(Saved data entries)
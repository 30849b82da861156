//! JSON import for candidate data exported by the scraping pipeline.
//!
//! Records are flat objects. `brand`, `model` and `size_inch` are required;
//! the price may be called `price`, `street_rmb` or `price_cny` and may be a
//! string such as `"¥12,999"`; the launch period may be called `launch` or
//! `launch_date`. Every other key becomes a metric. A nested `metrics`
//! object is merged in as well.

use std::collections::BTreeMap;
use std::path::Path;

use serde_json::{Map, Value};
use tracing::{info, warn};

use crate::error::TvPickError;

use super::types::{Candidate, LaunchPeriod, MetricValue};

const PRICE_KEYS: &[&str] = &["price", "street_rmb", "price_cny"];
const LAUNCH_KEYS: &[&str] = &["launch", "launch_date"];
const SKIPPED_KEYS: &[&str] = &["id", "url", "source_url", "name", "updated_at"];

/// Read a JSON array of candidate records from disk.
pub fn load_json_file(path: &Path) -> Result<Vec<Candidate>, TvPickError> {
    let content = std::fs::read_to_string(path)
        .map_err(|e| TvPickError::Import(format!("Failed to read {:?}: {}", path, e)))?;
    let candidates = parse_records(&content)?;
    info!("Loaded {} candidates from {:?}", candidates.len(), path);
    Ok(candidates)
}

/// Parse a JSON array of candidate records.
pub fn parse_records(json: &str) -> Result<Vec<Candidate>, TvPickError> {
    let value: Value = serde_json::from_str(json)
        .map_err(|e| TvPickError::Import(format!("Invalid JSON: {}", e)))?;
    let Value::Array(items) = value else {
        return Err(TvPickError::Import(
            "Expected a JSON array of candidate records".to_string(),
        ));
    };

    items
        .into_iter()
        .enumerate()
        .map(|(i, item)| match item {
            Value::Object(map) => parse_record(map)
                .map_err(|e| TvPickError::Import(format!("Record {}: {}", i, e))),
            _ => Err(TvPickError::Import(format!("Record {} is not an object", i))),
        })
        .collect()
}

fn parse_record(mut map: Map<String, Value>) -> Result<Candidate, String> {
    let brand = take_string(&mut map, "brand").ok_or("missing brand")?;
    let model = take_string(&mut map, "model").ok_or("missing model")?;
    let size_inch = map
        .remove("size_inch")
        .and_then(|v| match v {
            Value::Number(n) => n.as_u64(),
            Value::String(s) => s.trim().trim_end_matches('寸').parse().ok(),
            _ => None,
        })
        .and_then(|v| u32::try_from(v).ok())
        .ok_or("missing or invalid size_inch")?;

    let mut price = None;
    for key in PRICE_KEYS {
        if let Some(v) = map.remove(*key) {
            if price.is_none() {
                price = parse_price(&v);
            }
        }
    }

    let mut launch = None;
    for key in LAUNCH_KEYS {
        if let Some(v) = map.remove(*key) {
            if launch.is_none() {
                launch = v.as_str().and_then(LaunchPeriod::parse);
            }
        }
    }

    let mut metrics = BTreeMap::new();
    if let Some(Value::Object(nested)) = map.remove("metrics") {
        for (k, v) in nested {
            insert_metric(&mut metrics, &model, k, v);
        }
    }
    for (k, v) in map {
        if SKIPPED_KEYS.contains(&k.as_str()) {
            continue;
        }
        insert_metric(&mut metrics, &model, k, v);
    }

    Ok(Candidate {
        brand,
        model,
        size_inch,
        price,
        launch,
        metrics,
    })
}

fn take_string(map: &mut Map<String, Value>, key: &str) -> Option<String> {
    match map.remove(key)? {
        Value::String(s) if !s.trim().is_empty() => Some(s.trim().to_string()),
        Value::Number(n) => Some(n.to_string()),
        _ => None,
    }
}

/// Accepts 12999, 12999.0, "12,999", "¥12999", "￥12999". Anything that
/// does not yield a number is an unknown price.
fn parse_price(value: &Value) -> Option<i64> {
    match value {
        Value::Number(n) => n.as_i64().or_else(|| n.as_f64().map(|f| f.round() as i64)),
        Value::String(s) => {
            let cleaned: String = s
                .chars()
                .filter(|c| c.is_ascii_digit() || *c == '.' || *c == '-')
                .collect();
            cleaned.parse::<f64>().ok().map(|f| f.round() as i64)
        }
        _ => None,
    }
}

fn insert_metric(
    metrics: &mut BTreeMap<String, Option<MetricValue>>,
    model: &str,
    key: String,
    value: Value,
) {
    let parsed = match &value {
        Value::Null => None,
        Value::Bool(b) => Some(MetricValue::Bool(*b)),
        Value::Number(n) => n.as_f64().map(MetricValue::Number),
        Value::String(s) => match parse_metric_text(s) {
            Some(v) => Some(v),
            None => {
                warn!("Skipping non-numeric metric '{}' = {:?} on {}", key, s, model);
                return;
            }
        },
        _ => {
            warn!("Skipping structured metric '{}' on {}", key, model);
            return;
        }
    };
    metrics.insert(key, parsed);
}

fn parse_metric_text(s: &str) -> Option<MetricValue> {
    let t = s.trim().to_lowercase();
    match t.as_str() {
        "true" | "yes" | "y" | "支持" | "有" | "是" => Some(MetricValue::Bool(true)),
        "false" | "no" | "n" | "不支持" | "无" | "否" => Some(MetricValue::Bool(false)),
        _ => t.parse::<f64>().ok().map(MetricValue::Number),
    }
}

PROMPT: Go through the entries and return each line where the word "brand" appears.

OUTPUT OF THE TASK:
//! Records are flat objects. `brand`, `model` and `size_inch` are required;
    let brand = take_string(&mut map, "brand").ok_or("missing brand")?;
        brand,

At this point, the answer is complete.